Saved entries
* * * *

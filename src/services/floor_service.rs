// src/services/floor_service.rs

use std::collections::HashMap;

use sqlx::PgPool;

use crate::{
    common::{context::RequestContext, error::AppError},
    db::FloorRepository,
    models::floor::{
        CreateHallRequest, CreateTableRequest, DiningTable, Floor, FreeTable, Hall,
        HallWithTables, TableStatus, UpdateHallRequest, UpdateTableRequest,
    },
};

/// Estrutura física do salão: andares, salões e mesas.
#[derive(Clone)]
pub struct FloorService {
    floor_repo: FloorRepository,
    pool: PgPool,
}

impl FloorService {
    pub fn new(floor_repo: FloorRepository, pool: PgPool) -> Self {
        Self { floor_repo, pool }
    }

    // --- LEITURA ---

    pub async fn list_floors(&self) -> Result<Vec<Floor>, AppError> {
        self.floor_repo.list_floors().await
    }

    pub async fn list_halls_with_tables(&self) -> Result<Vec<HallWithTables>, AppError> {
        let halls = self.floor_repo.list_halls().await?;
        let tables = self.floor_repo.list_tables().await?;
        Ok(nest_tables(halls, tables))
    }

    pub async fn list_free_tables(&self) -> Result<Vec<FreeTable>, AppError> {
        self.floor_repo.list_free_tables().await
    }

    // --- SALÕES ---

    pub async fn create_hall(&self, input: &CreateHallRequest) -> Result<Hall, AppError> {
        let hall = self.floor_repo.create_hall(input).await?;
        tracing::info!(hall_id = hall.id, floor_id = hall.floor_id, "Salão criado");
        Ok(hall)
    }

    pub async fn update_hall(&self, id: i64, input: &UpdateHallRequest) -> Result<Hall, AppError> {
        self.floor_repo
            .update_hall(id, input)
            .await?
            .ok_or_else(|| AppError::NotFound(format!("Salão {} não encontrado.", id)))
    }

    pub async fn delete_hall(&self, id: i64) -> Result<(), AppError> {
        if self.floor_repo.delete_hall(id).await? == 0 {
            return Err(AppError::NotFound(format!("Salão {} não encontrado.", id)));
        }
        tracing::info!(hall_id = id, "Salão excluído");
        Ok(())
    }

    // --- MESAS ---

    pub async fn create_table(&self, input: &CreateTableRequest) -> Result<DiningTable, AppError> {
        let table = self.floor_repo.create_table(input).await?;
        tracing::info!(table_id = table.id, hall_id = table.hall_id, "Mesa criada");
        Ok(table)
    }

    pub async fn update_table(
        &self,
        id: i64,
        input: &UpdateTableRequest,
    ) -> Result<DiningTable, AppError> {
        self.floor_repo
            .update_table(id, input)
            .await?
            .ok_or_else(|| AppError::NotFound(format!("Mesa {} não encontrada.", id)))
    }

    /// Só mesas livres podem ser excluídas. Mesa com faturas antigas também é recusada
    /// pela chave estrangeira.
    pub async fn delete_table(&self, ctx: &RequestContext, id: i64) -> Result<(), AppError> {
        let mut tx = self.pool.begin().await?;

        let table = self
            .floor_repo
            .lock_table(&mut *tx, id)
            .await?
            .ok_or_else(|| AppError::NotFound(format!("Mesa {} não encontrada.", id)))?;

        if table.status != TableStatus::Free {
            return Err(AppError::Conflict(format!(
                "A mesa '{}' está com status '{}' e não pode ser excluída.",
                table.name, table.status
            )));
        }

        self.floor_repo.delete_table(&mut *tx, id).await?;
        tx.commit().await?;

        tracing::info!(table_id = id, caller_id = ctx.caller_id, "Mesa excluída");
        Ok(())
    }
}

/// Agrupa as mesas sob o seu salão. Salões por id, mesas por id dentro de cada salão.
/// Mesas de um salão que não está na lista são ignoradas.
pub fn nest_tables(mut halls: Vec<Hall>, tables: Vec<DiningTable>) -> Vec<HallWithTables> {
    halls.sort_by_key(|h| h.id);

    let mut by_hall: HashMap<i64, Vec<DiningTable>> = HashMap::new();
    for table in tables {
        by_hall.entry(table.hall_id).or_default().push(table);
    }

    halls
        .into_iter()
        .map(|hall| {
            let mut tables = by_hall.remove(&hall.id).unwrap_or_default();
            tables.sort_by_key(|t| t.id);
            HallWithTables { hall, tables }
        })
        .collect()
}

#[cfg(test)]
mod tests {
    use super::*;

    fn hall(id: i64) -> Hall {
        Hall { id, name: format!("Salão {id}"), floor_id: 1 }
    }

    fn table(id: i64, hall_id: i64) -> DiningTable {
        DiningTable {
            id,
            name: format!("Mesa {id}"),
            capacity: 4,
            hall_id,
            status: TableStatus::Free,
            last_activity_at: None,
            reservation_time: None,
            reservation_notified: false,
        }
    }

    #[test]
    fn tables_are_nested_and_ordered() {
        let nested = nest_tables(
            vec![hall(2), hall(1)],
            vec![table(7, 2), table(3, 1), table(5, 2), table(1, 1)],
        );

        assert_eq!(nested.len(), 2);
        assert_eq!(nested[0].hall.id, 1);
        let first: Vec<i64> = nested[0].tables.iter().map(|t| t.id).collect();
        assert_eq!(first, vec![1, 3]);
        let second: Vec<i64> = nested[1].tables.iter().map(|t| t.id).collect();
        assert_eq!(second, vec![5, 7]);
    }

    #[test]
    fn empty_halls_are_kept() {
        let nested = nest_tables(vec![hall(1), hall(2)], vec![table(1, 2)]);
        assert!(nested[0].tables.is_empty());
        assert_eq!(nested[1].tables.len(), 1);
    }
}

* * * *

# Work order:
The lines to extract from the data above begin with the line containing "está com status" and end with the line containing "for table in". Extract them exactly, including both.

# Exercise result:
                "A mesa '{}' está com status '{}' e não pode ser excluída.",
                table.name, table.status
            )));
        }

        self.floor_repo.delete_table(&mut *tx, id).await?;
        tx.commit().await?;

        tracing::info!(table_id = id, caller_id = ctx.caller_id, "Mesa excluída");
        Ok(())
    }
}

/// Agrupa as mesas sob o seu salão. Salões por id, mesas por id dentro de cada salão.
/// Mesas de um salão que não está na lista são ignoradas.
pub fn nest_tables(mut halls: Vec<Hall>, tables: Vec<DiningTable>) -> Vec<HallWithTables> {
    halls.sort_by_key(|h| h.id);

    let mut by_hall: HashMap<i64, Vec<DiningTable>> = HashMap::new();
    for table in tables {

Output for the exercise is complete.